On January 14th, Anglican leaders formally sanctioned the Episcopal Church—the de facto Anglican church in the United States—from formal participation in the Anglican Communion for three years. Their judgement was in response to the American church’s liberal stance on same-sex marriage. For many outsiders, the suspension might seem inevitable. Christian leaders have rarely shown support for the LGBTQ community.
But for many theologians—working within mainstream, liberal Christianity—the queer experience is not only compatible with Christian life, but speaks directly to what it means to be truly Christian. In an article for SubStance, Kristien Justaert explores the legacy of scholars like Marcella Althaus-Reid who argued for a “queer theology”.
In Althaus-Reid’s work, influenced in part by the liberation theology movement of the 1960s, God isn’t understood as “a transcendent, patriarchal” presence. Meaning, our understanding of the almighty shouldn’t be circumscribed by our culturally-specific, gendered understandings of power.
Her theology challenges us to consider desire outside the dichotomy of the powerful [male] lover and receptive [female] beloved. One’s love of God, she argued, is dynamic and fleshly—even erotic—but never static. She wrote:
God dwells in flesh. And when this happens all our myopic earth-bound ideas are subject to change, the dynamic life force which is the divine erupts in diversity and the energy of it will not be inhibited by laws and statute.
The specific experiences of the believer—rather than socially determined gender ‘roles’—define the Self-God relationship.
But how does Jesus Christ fit into this paradigm? Althaus-Reid considered Christ in the context of the community he gathered around him. This is not an already-perfect Messiah, but a Christ marked by his dynamic engagement with both the poor women of the Bible and the contemporary Christians who exist in a state of suffering. In other words, a Christ rooted in the collective experience of the Christian (and indeed global) community, engaged in diverse and polyvalent acts of love.
In one of her most provocative statements, Althaus-Reid said that Christ “should be portrayed as a girl prostituted in Buenos Aires in a public toilet by two men,” implying that we find Christ not in static depictions of the past, but as existing, and growing, in solidarity with the world’s most oppressed.

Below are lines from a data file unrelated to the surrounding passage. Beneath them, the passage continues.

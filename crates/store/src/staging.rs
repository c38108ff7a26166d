//! Staging-token persistence for the post-submission registration flow.
//!
//! When registration runs after the questionnaire, answers are staged on
//! the backend under a client-generated session token. The token is kept
//! locally so a reload during registration can still link the staged
//! submission to the participant created afterwards.

use fieldwork_core::SnapshotScope;

use crate::backend::ScopedStore;
use crate::error::StoreError;

/// Storage key for a questionnaire's staging token.
pub fn staging_key(questionnaire_id: &str) -> String {
    format!("staging_{questionnaire_id}")
}

/// Persists the temporary session token linking staged answers to a
/// participant registered afterwards. Always shared scope.
pub struct StagingRepo;

impl StagingRepo {
    /// Store the staging token for a questionnaire.
    pub fn save(
        store: &dyn ScopedStore,
        questionnaire_id: &str,
        token: &str,
    ) -> Result<(), StoreError> {
        store.write(SnapshotScope::Shared, &staging_key(questionnaire_id), token)
    }

    /// Retrieve the stored staging token, if any.
    pub fn load(
        store: &dyn ScopedStore,
        questionnaire_id: &str,
    ) -> Result<Option<String>, StoreError> {
        store.read(SnapshotScope::Shared, &staging_key(questionnaire_id))
    }

    /// Remove the stored staging token.
    pub fn clear(store: &dyn ScopedStore, questionnaire_id: &str) -> Result<(), StoreError> {
        store.remove(SnapshotScope::Shared, &staging_key(questionnaire_id))
    }
}

// ---------------------------------------------------------------------------
// Tests
// ---------------------------------------------------------------------------

#[cfg(test)]
mod tests {
    use super::*;
    use crate::memory::MemoryStore;

    #[test]
    fn test_staging_key_format() {
        assert_eq!(staging_key("42"), "staging_42");
    }

    #[test]
    fn test_save_then_load_returns_token() {
        let store = MemoryStore::new();
        StagingRepo::save(&store, "42", "session_1700000000000_a1b2c3d4e").unwrap();

        let token = StagingRepo::load(&store, "42").unwrap();
        assert_eq!(token.as_deref(), Some("session_1700000000000_a1b2c3d4e"));
    }

    #[test]
    fn test_load_missing_returns_none() {
        let store = MemoryStore::new();
        assert_eq!(StagingRepo::load(&store, "42").unwrap(), None);
    }

    #[test]
    fn test_clear_removes_token() {
        let store = MemoryStore::new();
        StagingRepo::save(&store, "42", "session_1_abc").unwrap();
        StagingRepo::clear(&store, "42").unwrap();
        assert_eq!(StagingRepo::load(&store, "42").unwrap(), None);
    }

    #[test]
    fn test_tokens_keyed_per_questionnaire() {
        let store = MemoryStore::new();
        StagingRepo::save(&store, "42", "token-a").unwrap();
        StagingRepo::save(&store, "43", "token-b").unwrap();

        assert_eq!(StagingRepo::load(&store, "42").unwrap().as_deref(), Some("token-a"));
        assert_eq!(StagingRepo::load(&store, "43").unwrap().as_deref(), Some("token-b"));
    }
}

We move from a specifically male Christ to a Christ that makes room for all people. Those who have been oppressed, or whose voices have been erased from the collective narrative of Christianity, can find their voice in a Jesus who is “no longer a male subject, but a dynamic collective of individuals who are not considered to be subjects (e.g. poor women).” We are all called to queer our understanding of gender, sexuality, power, and with it our desire for God.
Althaus-Reid is hardly “orthodox”, and her queer theology is certainly not widely accepted. But by revisiting her work, we remind ourselves that Christianity is a broader church than the mainstream media—and many Christians—would have us believe.